1. Field of the Invention
The present invention relates to a cathodic protection test station. More particularly, the present invention relates to a cathodic protection test station having a removable housing which locks onto a base plate and also having displacable wedge members formed on the base plate for securing the test station to a tube.
2. Prior Art
Underground metallic structures, such as pipelines, are subject to corrosion. These structures are expensive and difficult to construct and perhaps more difficult and expensive to repair or replace due to corrosive failure. In addition, some structures serve vital functions where catastrophic failure of the structure may result in more harm than the mere loss of the structure itself. For example, a pipeline may contain toxic or volatile liquids and gases whose escape through a corrosion failure in the pipeline can endanger lives and the environment.
Corrosion is the dissolution of a metal into an aqueous environment. The metal atoms dissolve as ions. Electro-chemical, or aqueous, corrosion occurs when a metal in an aqueous solution loses material to the solution. The variation in the metal ion concentrations in the solution causes an electrical current through the metal. The corroding metal acts as an anode and supplies electrons. This is known as an anodic reaction. Galvanic corrosion occurs when a more active metal is in contact with a more noble metal in an aqueous solution. The more active metal loses electrons to the more noble metal. The non-corroding metal acts as a cathode and receives electrons. This is known as a cathodic reaction.
Numerous methods have been developed to prevent corrosion. The most obvious method would be to coat the metallic structure with a non-corrosive coating, such as plastic or ceramic. Coating the structure, however, can be impracticable and expensive due to the enormous size of the structure.
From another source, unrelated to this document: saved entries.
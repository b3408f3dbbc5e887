use std::time::Duration;

use async_trait::async_trait;
use serde_json::json;
use uuid::Uuid;

use crate::engine::record::{ErrorRecord, RunStatus};

/// Lifecycle notifications emitted by the orchestrator. The `RunFinished`
/// event carries everything an operator needs after the fact: run id, final
/// state, and error detail on failure.
#[derive(Debug, Clone)]
pub enum Event {
    RunStarted {
        run_id: Uuid,
        pipeline: String,
    },
    StageStarted {
        run_id: Uuid,
        stage: String,
    },
    AttemptStarted {
        run_id: Uuid,
        stage: String,
        attempt_no: u32,
    },
    AttemptFinished {
        run_id: Uuid,
        stage: String,
        attempt_no: u32,
        succeeded: bool,
    },
    RetryScheduled {
        run_id: Uuid,
        stage: String,
        delay: Duration,
        classification: String,
    },
    StageSucceeded {
        run_id: Uuid,
        stage: String,
    },
    StageFailed {
        run_id: Uuid,
        stage: String,
        classification: String,
        message: String,
    },
    RunFinished {
        run_id: Uuid,
        pipeline: String,
        status: RunStatus,
        final_state: String,
        error: Option<ErrorRecord>,
    },
}

#[async_trait]
pub trait EventSink: Send + Sync {
    async fn emit(&self, event: Event);
}

pub struct NoOpEventSink;

#[async_trait]
impl EventSink for NoOpEventSink {
    async fn emit(&self, _event: Event) {}
}

/// One JSON line per event on stdout.
pub struct StdoutEventSink;

#[async_trait]
impl EventSink for StdoutEventSink {
    async fn emit(&self, event: Event) {
        let json = match event {
            Event::RunStarted { run_id, pipeline } => {
                json!({ "type": "run.started", "run_id": run_id.to_string(), "pipeline": pipeline })
            }
            Event::StageStarted { run_id, stage } => {
                json!({ "type": "stage.started", "run_id": run_id.to_string(), "stage": stage })
            }
            Event::AttemptStarted { run_id, stage, attempt_no } => {
                json!({ "type": "attempt.started", "run_id": run_id.to_string(), "stage": stage, "attempt_no": attempt_no })
            }
            Event::AttemptFinished { run_id, stage, attempt_no, succeeded } => {
                json!({ "type": "attempt.finished", "run_id": run_id.to_string(), "stage": stage, "attempt_no": attempt_no, "succeeded": succeeded })
            }
            Event::RetryScheduled { run_id, stage, delay, classification } => {
                json!({ "type": "stage.retry_scheduled", "run_id": run_id.to_string(), "stage": stage, "delay_ms": delay.as_millis() as u64, "classification": classification })
            }
            Event::StageSucceeded { run_id, stage } => {
                json!({ "type": "stage.succeeded", "run_id": run_id.to_string(), "stage": stage })
            }
            Event::StageFailed { run_id, stage, classification, message } => {
                json!({ "type": "stage.failed", "run_id": run_id.to_string(), "stage": stage, "classification": classification, "message": message })
            }
            Event::RunFinished { run_id, pipeline, status, final_state, error } => {
                json!({
                    "type": "run.finished",
                    "run_id": run_id.to_string(),
                    "pipeline": pipeline,
                    "status": status.as_str(),
                    "final_state": final_state,
                    "error": error.map(|e| json!({ "errorType": e.error_type, "cause": e.cause })),
                })
            }
        };
        println!("{}", serde_json::to_string(&json).unwrap_or_default());
    }
}

pub struct CompositeEventSink {
    sinks: Vec<Box<dyn EventSink>>,
}

impl Default for CompositeEventSink {
    fn default() -> Self {
        Self::new()
    }
}

impl CompositeEventSink {
    pub fn new() -> Self {
        Self { sinks: Vec::new() }
    }

    pub fn add(&mut self, sink: Box<dyn EventSink>) {
        self.sinks.push(sink);
    }
}

#[async_trait]
impl EventSink for CompositeEventSink {
    async fn emit(&self, event: Event) {
        for sink in &self.sinks {
            sink.emit(event.clone()).await;
        }
    }
}
use clap::Parser;

mod args;
mod cmd;
mod commands;
mod executors;
mod exit_codes;
mod output;

pub use args::*;
use commands::Command;

#[derive(Debug, Parser)]
#[command(name = "conveyor", version, about = "Conveyor pipeline runner")]
struct Cli {
    #[command(subcommand)]
    command: Command,
}

fn main() {
    let cli = Cli::parse();

    let rt = match tokio::runtime::Runtime::new() {
        Ok(rt) => rt,
        Err(e) => {
            eprintln!("error: failed to create tokio runtime: {e}");
            std::process::exit(exit_codes::RUNTIME_ERROR);
        }
    };

    let exit_code = rt.block_on(run_command(cli.command));
    std::process::exit(exit_code);
}

async fn run_command(command: Command) -> i32 {
    match command {
        Command::Validate { path, output } => cmd::validate::validate_cmd(&path, output).await,
        Command::Inspect { path, output } => cmd::inspect::inspect_cmd(&path, output).await,
        Command::Run {
            path,
            trigger,
            behavior,
            output,
        } => cmd::run::run_cmd(&path, trigger, behavior, output).await,
    }
}
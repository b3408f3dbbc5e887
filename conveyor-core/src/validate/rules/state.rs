use std::collections::HashSet;

use crate::expressions::{Binding, DocPath};
use crate::types::StageDef;
use crate::validate::rules::policy;
use crate::validate::validator::Validator;

pub(crate) fn validate_stage(
    v: &mut Validator,
    stage: &StageDef,
    path: &str,
    stage_names: &HashSet<&str>,
    fail_names: &HashSet<&str>,
) {
    v.validate_id(&format!("{path}.stage"), &stage.name);
    v.validate_id(&format!("{path}.executor"), &stage.executor);

    for (name, value) in &stage.parameters {
        if let Err(e) = Binding::classify(value) {
            v.push(format!("{path}.parameters.{name}"), e.to_string());
        }
    }

    validate_result_path(v, &format!("{path}.resultPath"), &stage.result_path);

    if let Some(next) = &stage.next {
        if !stage_names.contains(next.as_str()) && !fail_names.contains(next.as_str()) {
            v.push(
                format!("{path}.next"),
                format!("must name a defined state, got: {next}"),
            );
        }
    }

    policy::validate_retry_rules(v, &format!("{path}.retry"), &stage.retry);
    policy::validate_catch_rules(
        v,
        &format!("{path}.catch"),
        &stage.catch,
        stage_names,
        fail_names,
    );
}

pub(crate) fn validate_result_path(v: &mut Validator, path: &str, result_path: &str) {
    match DocPath::parse(result_path) {
        Ok(p) => {
            if p.as_top_level_key().is_none() {
                v.push(
                    path,
                    "must be a single top-level key (stages merge exactly one new root key)",
                );
            }
        }
        Err(e) => v.push(path, e.to_string()),
    }
}
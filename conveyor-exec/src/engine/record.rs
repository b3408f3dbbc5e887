use chrono::{DateTime, Utc};
use conveyor_core::types::AnyValue;
use uuid::Uuid;

use crate::engine::task::TaskError;

/// Object-arrival event that starts a run and seeds the execution document.
#[derive(Debug, Clone, PartialEq, Eq, serde::Serialize, serde::Deserialize)]
pub struct TriggerEvent {
    #[serde(rename = "sourceBucket")]
    pub source_bucket: String,
    #[serde(rename = "sourceKey")]
    pub source_key: String,
}

#[derive(Debug, Clone, Copy, PartialEq, Eq, serde::Serialize)]
#[serde(rename_all = "lowercase")]
pub enum RunStatus {
    Running,
    Succeeded,
    Failed,
}

impl RunStatus {
    pub fn as_str(&self) -> &'static str {
        match self {
            RunStatus::Running => "running",
            RunStatus::Succeeded => "succeeded",
            RunStatus::Failed => "failed",
        }
    }
}

/// The structured error record written into the document by a catch rule
/// and carried on a failed run.
#[derive(Debug, Clone, PartialEq, Eq, serde::Serialize, serde::Deserialize)]
pub struct ErrorRecord {
    #[serde(rename = "errorType")]
    pub error_type: String,
    pub cause: String,
}

impl From<&TaskError> for ErrorRecord {
    fn from(e: &TaskError) -> Self {
        Self {
            error_type: e.classification.clone(),
            cause: e.message.clone(),
        }
    }
}

/// Run-level state, exclusively owned by the orchestrator for the duration
/// of one run and returned at a terminal status.
#[derive(Debug, Clone, serde::Serialize)]
pub struct ExecutionRecord {
    #[serde(rename = "runId")]
    pub run_id: Uuid,
    pub pipeline: String,
    pub status: RunStatus,
    /// The stage or fail state the run ended on.
    #[serde(rename = "finalState")]
    pub final_state: String,
    pub document: AnyValue,
    #[serde(skip_serializing_if = "Option::is_none")]
    pub error: Option<ErrorRecord>,
    #[serde(rename = "startedAt")]
    pub started_at: DateTime<Utc>,
    #[serde(rename = "finishedAt")]
    pub finished_at: DateTime<Utc>,
}
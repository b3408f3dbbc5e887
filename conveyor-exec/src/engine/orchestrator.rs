use std::sync::Arc;

use chrono::Utc;
use uuid::Uuid;

use crate::compile::{CompiledPipeline, CompiledStage, StateRef};
use crate::engine::cancel::CancelToken;
use crate::engine::document::{ExecutionDocument, InvariantViolation};
use crate::engine::events::{Event, EventSink};
use crate::engine::record::{ErrorRecord, ExecutionRecord, RunStatus, TriggerEvent};
use crate::engine::task::{classifications, ExecutorRegistry, TaskError};
use crate::retry::{decide_retry, AttemptCounters, RetryDecision};

/// Diagnostic key used when no catch rule intercepts an error.
const DEFAULT_ERROR_KEY: &str = "error";

/// Interprets a compiled pipeline, one independent run per trigger.
///
/// A run owns its execution document and attempt counters exclusively;
/// the orchestrator itself holds no per-run state and many runs may be
/// driven concurrently from the same instance.
pub struct Orchestrator {
    registry: Arc<ExecutorRegistry>,
    event_sink: Arc<dyn EventSink>,
}

/// How one stage execution (attempts, retries, catch evaluation) ended.
enum StageOutcome {
    /// Result merged; follow the stage's `next` edge.
    Advanced,
    /// A catch rule intercepted the error and redirected the flow.
    Caught { next: StateRef, error: ErrorRecord },
    /// No catch rule matched; route to the default fail state.
    Uncaught { error: ErrorRecord },
    /// The run was aborted at a suspension point.
    Cancelled { error: ErrorRecord },
}

impl Orchestrator {
    pub fn new(registry: Arc<ExecutorRegistry>, event_sink: Arc<dyn EventSink>) -> Self {
        Self {
            registry,
            event_sink,
        }
    }

    /// Execute one run to a terminal status.
    ///
    /// Stage errors never escape: they are retried, caught, or recorded on
    /// the failed run. The only error a caller sees is an internal
    /// invariant breach, which is a defect rather than a run outcome.
    pub async fn run(
        &self,
        pipeline: &CompiledPipeline,
        trigger: TriggerEvent,
        cancel: CancelToken,
    ) -> Result<ExecutionRecord, InvariantViolation> {
        let run_id = Uuid::new_v4();
        let started_at = Utc::now();
        let mut document = ExecutionDocument::seed(&trigger);

        self.event_sink
            .emit(Event::RunStarted {
                run_id,
                pipeline: pipeline.name.clone(),
            })
            .await;

        let mut current = pipeline.start;
        let mut pending_error: Option<ErrorRecord> = None;

        let (status, final_state, error) = loop {
            match current {
                StateRef::Fail(i) => {
                    let fail = &pipeline.fail_states[i];
                    let error = pending_error.take().unwrap_or_else(|| ErrorRecord {
                        error_type: fail.error.clone(),
                        cause: fail.cause.clone().unwrap_or_default(),
                    });
                    break (RunStatus::Failed, fail.name.clone(), Some(error));
                }
                StateRef::Stage(i) => {
                    let stage = &pipeline.stages[i];
                    self.event_sink
                        .emit(Event::StageStarted {
                            run_id,
                            stage: stage.name.clone(),
                        })
                        .await;

                    match self
                        .execute_stage(run_id, stage, &mut document, &cancel)
                        .await?
                    {
                        StageOutcome::Advanced => match stage.next {
                            Some(next) => current = next,
                            None => break (RunStatus::Succeeded, stage.name.clone(), None),
                        },
                        StageOutcome::Caught { next, error } => {
                            pending_error = Some(error);
                            current = next;
                        }
                        StageOutcome::Uncaught { error } => {
                            pending_error = Some(error);
                            current = StateRef::Fail(pipeline.default_fail);
                        }
                        StageOutcome::Cancelled { error } => {
                            break (RunStatus::Failed, stage.name.clone(), Some(error));
                        }
                    }
                }
            }
        };

        self.event_sink
            .emit(Event::RunFinished {
                run_id,
                pipeline: pipeline.name.clone(),
                status,
                final_state: final_state.clone(),
                error: error.clone(),
            })
            .await;

        Ok(ExecutionRecord {
            run_id,
            pipeline: pipeline.name.clone(),
            status,
            final_state,
            document: document.into_value(),
            error,
            started_at,
            finished_at: Utc::now(),
        })
    }

    /// Drive one stage through its attempt loop: resolve input, invoke,
    /// retry per policy, and on an uncontained error evaluate catch rules.
    async fn execute_stage(
        &self,
        run_id: Uuid,
        stage: &CompiledStage,
        document: &mut ExecutionDocument,
        cancel: &CancelToken,
    ) -> Result<StageOutcome, InvariantViolation> {
        let executor = self.registry.get(&stage.executor).ok_or_else(|| {
            InvariantViolation::ExecutorNotRegistered {
                name: stage.executor.clone(),
            }
        })?;

        let mut counters = AttemptCounters::new(stage.retry.len());
        let mut attempt_no: u32 = 1;

        loop {
            // Input is re-resolved each attempt; the document cannot have
            // changed between attempts, but a resolution failure must flow
            // through the same retry/catch path as an executor error.
            let failure = match document.resolve_parameters(&stage.parameters) {
                Ok(input) => {
                    self.event_sink
                        .emit(Event::AttemptStarted {
                            run_id,
                            stage: stage.name.clone(),
                            attempt_no,
                        })
                        .await;

                    let result = tokio::select! {
                        biased;
                        _ = cancel.cancelled() => {
                            return Ok(StageOutcome::Cancelled {
                                error: cancellation_record(&stage.name),
                            });
                        }
                        result = executor.invoke(&stage.name, &input) => result,
                    };

                    match result {
                        Ok(output) => {
                            self.event_sink
                                .emit(Event::AttemptFinished {
                                    run_id,
                                    stage: stage.name.clone(),
                                    attempt_no,
                                    succeeded: true,
                                })
                                .await;
                            document.merge(&stage.result_key, output)?;
                            self.event_sink
                                .emit(Event::StageSucceeded {
                                    run_id,
                                    stage: stage.name.clone(),
                                })
                                .await;
                            return Ok(StageOutcome::Advanced);
                        }
                        Err(e) => {
                            self.event_sink
                                .emit(Event::AttemptFinished {
                                    run_id,
                                    stage: stage.name.clone(),
                                    attempt_no,
                                    succeeded: false,
                                })
                                .await;
                            e
                        }
                    }
                }
                Err(e) => TaskError::new(classifications::PATH_RESOLUTION, e.to_string()),
            };

            match decide_retry(&stage.retry, &mut counters, &failure.classification) {
                RetryDecision::RetryAfter { delay } => {
                    self.event_sink
                        .emit(Event::RetryScheduled {
                            run_id,
                            stage: stage.name.clone(),
                            delay,
                            classification: failure.classification.clone(),
                        })
                        .await;

                    tokio::select! {
                        biased;
                        _ = cancel.cancelled() => {
                            return Ok(StageOutcome::Cancelled {
                                error: cancellation_record(&stage.name),
                            });
                        }
                        _ = tokio::time::sleep(delay) => {}
                    }
                    attempt_no += 1;
                }
                RetryDecision::Stop { .. } => {
                    self.event_sink
                        .emit(Event::StageFailed {
                            run_id,
                            stage: stage.name.clone(),
                            classification: failure.classification.clone(),
                            message: failure.message.clone(),
                        })
                        .await;

                    let error = ErrorRecord::from(&failure);
                    let error_value = serde_json::to_value(&error)
                        .expect("error record serializes");

                    for rule in &stage.catch {
                        if rule.matches(&failure.classification) {
                            document.merge(&rule.result_key, error_value)?;
                            return Ok(StageOutcome::Caught {
                                next: rule.next,
                                error,
                            });
                        }
                    }

                    document.merge(DEFAULT_ERROR_KEY, error_value)?;
                    return Ok(StageOutcome::Uncaught { error });
                }
            }
        }
    }
}

fn cancellation_record(stage: &str) -> ErrorRecord {
    ErrorRecord {
        error_type: classifications::CANCELLED.to_string(),
        cause: format!("run cancelled while executing stage {stage}"),
    }
}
A less obvious method for preventing corrosion, and the method which has garnered wide spread acceptance, involves manipulating the electro-chemical and galvanic phenomena involved in the corrosion itself; otherwise known as cathodic protection. Cathodic protection involves applying protective electrical currents from a more easily corroded metal such as magnesium or zinc. An electrical circuit is set up so that the magnesium or zinc corrodes as a sacrificial anode while the less active metal serves as the cathode and is not affected. This effect can also be obtained from an external source through a graphite or platinum anode receiving current from a rectifier, generator, or battery. Under both these conditions, current flows from the external anode through the soil to the structure. This current is of sufficient magnitude to afford cathodic protection to the underground structure.
The circuit that is established must be monitored to maintain optimum performance. This is achieved through the use of a variety of monitoring instruments. The instrument's primary function is to measure structure or pipe to soil potentials, i.e. the relative voltage in the circuit. If a major fluctuation occurs in this circuit, the structure may begin to corrode and an adjustment is necessary to compensate.
The underground location of the structure presents a special problem in that several feet of earth separate the structure from inspection. To monitor these voltage potentials, a test station is used. The test station is a passive device connected to the underground structure that offers a contact point in which the instrument can be connected to obtain the readings. The connection is usually made by means of a coated wire that is chemically welded to the structure. The wire is brought above ground through a conduit capped off with a condulet. The condulet or test station, will have connections to the wire.
The test station is positioned at any point of the structure where it is desired to monitor the voltage potential. In a pipeline application, numerous test stations are established along the length of the pipe.
The conduits may be metal or plastic, flexible or rigid. Although metal is widely used, it presents an electrical shock hazard and must be painted or coated to prevent corrosion. Plastic conduit is becoming more popular. Many test stations are actually a test station and conduit combination with the station and the conduit having a special fitting for joining them together. The problem with this configuration is that the station must be used with its mating conduit which adds cost and complexity to the installation of the station. In addition, the conduit is often of a nonstandard size and shape; making it more expensive that readily available, standard pipe, conduit and tubing.
An addition problem facing test stations is their location outdoors and in remote locations. The test stations are subject to adverse weather conditions and potential abuse by vandals.
Therefore, it would be advantageous to develop a cathodic test station capable of being used with standard pipe, conduit, and tubing. It would also be advantageous to develop a cathodic test station that is quickly and easily installed. Furthermore, it would be advantageous to develop a cathodic test station capable of resisting vandalism and adverse weather conditions.